> _WORK ORDER_
Report how many lines in the records that follow have the word "rewrite" in them, giving the number and nothing more.

[Records from a collection]
• • • • • • •

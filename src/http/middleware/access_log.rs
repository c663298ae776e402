//! Per-request access logging and request metrics.

use std::net::SocketAddr;
use std::time::Instant;

use axum::body::Body;
use axum::extract::{ConnectInfo, State};
use axum::http::header::AsHeaderName;
use axum::http::{header, HeaderMap, Request};
use axum::middleware::Next;
use axum::response::Response;
use hyper::body::Body as _;

use crate::cache::X_CACHE;
use crate::http::request::X_REQUEST_ID;
use crate::observability::metrics;
use crate::proxy::rewrite::X_FORWARDED_FOR;

/// Whether the middleware writes a log line in addition to recording metrics.
#[derive(Debug, Clone, Copy)]
pub struct AccessLog {
    pub enabled: bool,
}

/// Record every request in metrics and, when enabled, log one line per request.
pub async fn access_log(
    State(log): State<AccessLog>,
    request: Request<Body>,
    next: Next,
) -> Response {
    let started = Instant::now();

    let method = request.method().clone();
    let path = request.uri().path().to_string();
    let query = request.uri().query().unwrap_or("").to_string();
    let headers = request.headers();
    let req_content_length = request.body().size_hint().exact();
    let req_content_type = header_str(headers, &header::CONTENT_TYPE).to_string();
    let user_agent = header_str(headers, &header::USER_AGENT).to_string();
    let request_id = header_str(headers, &X_REQUEST_ID).to_string();
    let remote_addr = match header_str(headers, &X_FORWARDED_FOR) {
        "" => request
            .extensions()
            .get::<ConnectInfo<SocketAddr>>()
            .map(|ConnectInfo(addr)| addr.to_string())
            .unwrap_or_default(),
        forwarded => forwarded.to_string(),
    };

    let response = next.run(request).await;
    let elapsed = started.elapsed();

    let status = response.status().as_u16();
    let cache = match header_str(response.headers(), X_CACHE) {
        "" => "none",
        value => value,
    };
    metrics::record_request(method.as_str(), status, cache, elapsed);

    if log.enabled {
        tracing::info!(
            path = %path,
            status,
            dur = elapsed.as_millis() as u64,
            method = %method,
            req_content_length,
            req_content_type = %req_content_type,
            resp_content_length = response.body().size_hint().exact(),
            resp_content_type = %header_str(response.headers(), &header::CONTENT_TYPE),
            remote_addr = %remote_addr,
            user_agent = %user_agent,
            cache = %cache,
            query = %query,
            request_id = %request_id,
            "Request"
        );
    }

    response
}

fn header_str<K: AsHeaderName>(headers: &HeaderMap, name: K) -> &str {
    headers
        .get(name)
        .and_then(|value| value.to_str().ok())
        .unwrap_or("")
}
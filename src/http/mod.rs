//! HTTP protocol handling subsystem.
//!
//! # Data Flow
//! ```text
//! TCP/TLS connection
//!     → server.rs (Axum setup, listeners, HTTPS redirect)
//!     → middleware (trace, request ID, access log, request start, timeout, body limit, gzip)
//!     → proxy::SendfileService → cache::CacheService → proxy::ReverseProxy
//!     → Send to client
//! ```

pub mod middleware;
pub mod request;
pub mod server;

pub use request::{X_REQUEST_ID, X_REQUEST_START};
pub use server::{Bindings, HttpServer};
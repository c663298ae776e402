//! Lifecycle management subsystem.
//!
//! # Data Flow
//! ```text
//! Startup (startup.rs):
//!     Config → metrics → cache → handler stack → bind listeners
//!         → spawn upstream supervisor + cache sweeper → serve
//!
//! Shutdown (shutdown.rs):
//!     Signal / server exit / upstream exit → broadcast → stop upstream → drain
//!
//! Signals (signals.rs):
//!     SIGTERM/SIGINT → Trigger graceful shutdown
//! ```
//!
//! # Design Decisions
//! - Ordered startup: config first, then core, then listeners
//! - Shutdown has timeout: connections get 5 s to drain, the upstream 10 s to exit

pub mod shutdown;
pub mod signals;
pub mod startup;

pub use shutdown::Shutdown;
pub use startup::{run, StartupError};
//! Configuration loading from disk.

use std::fs;
use std::path::Path;

use crate::config::schema::ProxyConfig;
use crate::config::validation::{validate_config, ValidationError};

/// Error type for configuration loading.
#[derive(Debug)]
pub enum ConfigError {
    Io(std::io::Error),
    Parse(toml::de::Error),
    Validation(Vec<ValidationError>),
}

impl std::fmt::Display for ConfigError {
    fn fmt(&self, f: &mut std::fmt::Formatter<'_>) -> std::fmt::Result {
        match self {
            ConfigError::Io(e) => write!(f, "IO error: {}", e),
            ConfigError::Parse(e) => write!(f, "Parse error: {}", e),
            ConfigError::Validation(errors) => {
                write!(f, "Validation failed: ")?;
                for (i, err) in errors.iter().enumerate() {
                    if i > 0 {
                        write!(f, ", ")?;
                    }
                    write!(f, "{}", err)?;
                }
                Ok(())
            }
        }
    }
}

impl std::error::Error for ConfigError {}

/// Parse and validate configuration from TOML text.
///
/// The upstream port is derived from the target URL before validation so the
/// supervised process and the proxy agree on where the application listens.
pub fn parse_config(content: &str) -> Result<ProxyConfig, ConfigError> {
    let mut config: ProxyConfig = toml::from_str(content).map_err(ConfigError::Parse)?;
    config.derive_upstream_port();

    validate_config(&config).map_err(ConfigError::Validation)?;

    Ok(config)
}

/// Load and validate configuration from a TOML file.
pub fn load_config(path: &Path) -> Result<ProxyConfig, ConfigError> {
    let content = fs::read_to_string(path).map_err(ConfigError::Io)?;
    parse_config(&content)
}
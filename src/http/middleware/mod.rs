//! Middleware applied to every client request.

pub mod access_log;

pub use access_log::{access_log, AccessLog};
//! Load testing for the edge proxy and its response cache.

use std::sync::Arc;
use std::time::{Duration, Instant};

use edge_proxy::cache::{Cache, MemoryCache};

mod common;

use common::{proxy_config, start_backend, start_proxy, MockResponse};

#[tokio::test]
async fn test_load_with_cache() {
    // 1. Setup mock backend with a few distinct cacheable pages
    let backend = start_backend(|request| {
        MockResponse::ok(format!("page {}", request.target))
            .header("cache-control", "public, max-age=60")
    })
    .await;

    // 2. Start proxy with a small cache so eviction runs under load
    let cache = Arc::new(MemoryCache::new(16 * 1024, 1024));
    let proxy = start_proxy(
        proxy_config(&backend.url),
        Some(cache.clone() as Arc<dyn Cache>),
    )
    .await;

    // 3. Run load test
    let concurrency = 20;
    let requests_per_task = 25;
    let pages = 10;
    let total_requests = concurrency * requests_per_task;

    let client = common::client();
    let start = Instant::now();

    let mut tasks = Vec::new();
    for task_id in 0..concurrency {
        let client = client.clone();
        let base = proxy.url("");
        tasks.push(tokio::spawn(async move {
            let mut latencies = Vec::new();
            for i in 0..requests_per_task {
                let page = (task_id + i) % pages;
                let req_start = Instant::now();
                let res = client
                    .get(format!("{base}/page/{page}"))
                    .send()
                    .await
                    .expect("request through proxy failed");
                assert_eq!(res.status(), 200);
                assert_eq!(res.text().await.unwrap(), format!("page /page/{page}"));
                latencies.push(req_start.elapsed());
            }
            latencies
        }));
    }

    let mut all_latencies: Vec<Duration> = Vec::new();
    for task in tasks {
        all_latencies.extend(task.await.unwrap());
    }

    let duration = start.elapsed();
    assert_eq!(all_latencies.len(), total_requests);

    // Concurrent misses may each reach the upstream, but most requests must be hits.
    assert!(backend.calls() < total_requests / 2, "calls = {}", backend.calls());
    assert!(cache.size() <= 16 * 1024);
    assert!(!cache.is_empty());

    all_latencies.sort();
    let p50 = all_latencies[all_latencies.len() / 2];
    let p99 = all_latencies[(all_latencies.len() as f64 * 0.99) as usize];

    println!("\n--- Load Test Results ---");
    println!("Total Requests:   {}", total_requests);
    println!("Concurrency:      {}", concurrency);
    println!("Total Duration:   {:?}", duration);
    println!("Requests/sec:     {:.2}", total_requests as f64 / duration.as_secs_f64());
    println!("Upstream calls:   {}", backend.calls());
    println!("P50 Latency:      {:?}", p50);
    println!("P99 Latency:      {:?}", p99);
    println!("-------------------------\n");
}
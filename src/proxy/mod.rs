//! Reverse proxy subsystem.
//!
//! # Data Flow
//! ```text
//! Request
//!     → sendfile.rs (advertise X-Sendfile, swap in file bodies)
//!     → cache (optional)
//!     → reverse_proxy.rs
//!         → rewrite.rs (URI, hop-by-hop, X-Forwarded-*)
//!         → transport.rs (unix socket | h2c | http/https)
//!     → Upstream
//! ```
//!
//! # Design Decisions
//! - The transport is chosen once at startup, never per request
//! - Upstream failures become 502 (or 413 for oversized bodies), never a dropped connection
//! - Protocol upgrades are tunnelled as raw bytes after the 101 response

pub mod reverse_proxy;
pub mod rewrite;
pub mod sendfile;
pub mod transport;

use thiserror::Error;

pub use reverse_proxy::{ProxyOptions, ReverseProxy};
pub use rewrite::ListenerScheme;
pub use sendfile::{SendfileLayer, SendfileService};

/// Errors from building or driving the reverse proxy.
#[derive(Debug, Error)]
pub enum ProxyError {
    #[error("invalid proxy target url {url:?}: {reason}")]
    InvalidTarget { url: String, reason: String },

    #[error("invalid rewritten uri: {0}")]
    InvalidUri(#[from] axum::http::uri::InvalidUri),

    #[error("failed to build upstream request: {0}")]
    Request(#[from] axum::http::Error),

    #[error("upstream request failed: {0}")]
    Upstream(#[from] hyper_util::client::legacy::Error),
}
//! Stop signal names accepted in configuration.

use std::fmt;
use std::str::FromStr;

use nix::sys::signal::Signal;

use crate::upstream::SupervisorError;

/// Signal used to ask the supervised process to exit.
#[derive(Debug, Clone, Copy, PartialEq, Eq, Default)]
pub enum StopSignal {
    #[default]
    Term,
    Int,
    Quit,
    Kill,
}

impl StopSignal {
    /// Parse a configured name, falling back to `SIGTERM` for unknown names.
    pub fn from_config(name: &str) -> Self {
        name.parse().unwrap_or_else(|error| {
            tracing::warn!(signal = name, error = %error, "Invalid stop signal; defaulting to SIGTERM");
            StopSignal::Term
        })
    }

    pub fn as_signal(&self) -> Signal {
        match self {
            StopSignal::Term => Signal::SIGTERM,
            StopSignal::Int => Signal::SIGINT,
            StopSignal::Quit => Signal::SIGQUIT,
            StopSignal::Kill => Signal::SIGKILL,
        }
    }
}

impl FromStr for StopSignal {
    type Err = SupervisorError;

    /// Names are case-insensitive with an optional `SIG` prefix. Empty means `SIGTERM`.
    fn from_str(name: &str) -> Result<Self, Self::Err> {
        let upper = name.trim().to_ascii_uppercase();
        let bare = upper.strip_prefix("SIG").unwrap_or(&upper);

        match bare {
            "" | "TERM" => Ok(StopSignal::Term),
            "INT" => Ok(StopSignal::Int),
            "QUIT" => Ok(StopSignal::Quit),
            "KILL" => Ok(StopSignal::Kill),
            _ => Err(SupervisorError::UnsupportedSignal(name.to_string())),
        }
    }
}

impl fmt::Display for StopSignal {
    fn fmt(&self, f: &mut fmt::Formatter<'_>) -> fmt::Result {
        f.write_str(self.as_signal().as_str())
    }
}
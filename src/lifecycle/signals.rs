//! OS signal handling.
//!
//! # Responsibilities
//! - Register handlers for SIGTERM and SIGINT
//! - Resolve with the name of whichever arrives first
//!
//! # Design Decisions
//! - Uses Tokio's signal handling (async-safe)
//! - A handler that cannot be installed is logged and ignored, never fatal

use std::future::pending;

use tokio::signal::unix::{signal, SignalKind};

/// Wait for SIGTERM or SIGINT and return its name.
pub async fn wait_for_signal() -> &'static str {
    tokio::select! {
        name = wait_for(SignalKind::terminate(), "SIGTERM") => name,
        name = wait_for(SignalKind::interrupt(), "SIGINT") => name,
    }
}

async fn wait_for(kind: SignalKind, name: &'static str) -> &'static str {
    match signal(kind) {
        Ok(mut stream) => {
            stream.recv().await;
            name
        }
        Err(e) => {
            tracing::warn!(signal = name, error = %e, "Failed to install signal handler");
            pending().await
        }
    }
}
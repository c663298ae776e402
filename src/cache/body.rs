//! Response body tee used to capture cacheable responses.
//!
//! Frames pass through to the client unchanged. A bounded copy is kept on the
//! side, and once the stream completes the copy is handed to a completion
//! callback. Bodies larger than the limit are flagged as overflowed and the
//! callback never runs.

use std::pin::Pin;
use std::task::{Context, Poll};

use axum::body::Body;
use bytes::{Bytes, BytesMut};
use hyper::body::{Body as HttpBody, Frame, SizeHint};

type OnComplete = Box<dyn FnOnce(Bytes) + Send + 'static>;

/// A body that tees its data frames into a bounded buffer.
pub struct CaptureBody {
    inner: Body,
    buffer: BytesMut,
    limit: usize,
    overflowed: bool,
    on_complete: Option<OnComplete>,
}

impl CaptureBody {
    pub fn new<F>(inner: Body, limit: usize, on_complete: F) -> Self
    where
        F: FnOnce(Bytes) + Send + 'static,
    {
        let mut body = Self {
            inner,
            buffer: BytesMut::new(),
            limit,
            overflowed: false,
            on_complete: Some(Box::new(on_complete)),
        };

        // hyper may never poll a body that already reports end of stream.
        if body.inner.is_end_stream() {
            body.finish();
        }
        body
    }

    pub fn overflowed(&self) -> bool {
        self.overflowed
    }

    fn record(&mut self, data: &Bytes) {
        if self.overflowed {
            return;
        }
        if self.buffer.len() + data.len() > self.limit {
            self.overflowed = true;
            self.buffer = BytesMut::new();
            self.on_complete = None;
            return;
        }
        self.buffer.extend_from_slice(data);
    }

    fn finish(&mut self) {
        if let Some(on_complete) = self.on_complete.take() {
            on_complete(std::mem::take(&mut self.buffer).freeze());
        }
    }
}

impl HttpBody for CaptureBody {
    type Data = Bytes;
    type Error = axum::Error;

    fn poll_frame(
        self: Pin<&mut Self>,
        cx: &mut Context<'_>,
    ) -> Poll<Option<Result<Frame<Self::Data>, Self::Error>>> {
        let this = self.get_mut();
        let polled = Pin::new(&mut this.inner).poll_frame(cx);

        match &polled {
            Poll::Ready(Some(Ok(frame))) => {
                if let Some(data) = frame.data_ref() {
                    this.record(data);
                }
                if this.inner.is_end_stream() {
                    this.finish();
                }
            }
            Poll::Ready(None) => this.finish(),
            Poll::Ready(Some(Err(_))) => {
                this.on_complete = None;
            }
            Poll::Pending => {}
        }

        polled
    }

    fn is_end_stream(&self) -> bool {
        self.inner.is_end_stream()
    }

    fn size_hint(&self) -> SizeHint {
        self.inner.size_hint()
    }
}

#[cfg(test)]
mod tests {
    use super::*;
    use futures_util::stream;
    use http_body_util::BodyExt;
    use std::sync::{Arc, Mutex};

    fn capture(inner: Body, limit: usize) -> (CaptureBody, Arc<Mutex<Option<Bytes>>>) {
        let slot = Arc::new(Mutex::new(None));
        let sink = slot.clone();
        let body = CaptureBody::new(inner, limit, move |bytes| {
            *sink.lock().unwrap() = Some(bytes);
        });
        (body, slot)
    }

    fn chunked(chunks: &'static [&'static str]) -> Body {
        Body::from_stream(stream::iter(
            chunks.iter().map(|c| Ok::<_, std::io::Error>(Bytes::from_static(c.as_bytes()))),
        ))
    }

    #[tokio::test]
    async fn captures_complete_body() {
        let (body, slot) = capture(Body::from("hello"), 16);
        let sent = body.collect().await.unwrap().to_bytes();

        assert_eq!(sent, Bytes::from_static(b"hello"));
        assert_eq!(slot.lock().unwrap().clone(), Some(Bytes::from_static(b"hello")));
    }

    #[tokio::test]
    async fn captures_streamed_chunks() {
        let (body, slot) = capture(chunked(&["pay", "load-", "gzip"]), 64);
        let sent = body.collect().await.unwrap().to_bytes();

        assert_eq!(sent, Bytes::from_static(b"payload-gzip"));
        assert_eq!(
            slot.lock().unwrap().clone(),
            Some(Bytes::from_static(b"payload-gzip"))
        );
    }

    #[tokio::test]
    async fn overflow_passes_through_without_capture() {
        let (body, slot) = capture(chunked(&["0123", "4567", "89"]), 6);
        let sent = body.collect().await.unwrap().to_bytes();

        assert_eq!(sent, Bytes::from_static(b"0123456789"));
        assert!(slot.lock().unwrap().is_none());
    }

    #[test]
    fn empty_body_completes_immediately() {
        let (body, slot) = capture(Body::empty(), 16);
        assert!(!body.overflowed());
        assert_eq!(slot.lock().unwrap().clone(), Some(Bytes::new()));
    }

    #[tokio::test]
    async fn dropped_body_is_not_captured() {
        let (body, slot) = capture(chunked(&["a", "b"]), 16);
        drop(body);
        assert!(slot.lock().unwrap().is_none());
    }
}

• • • • • • •

> _RESULT_
4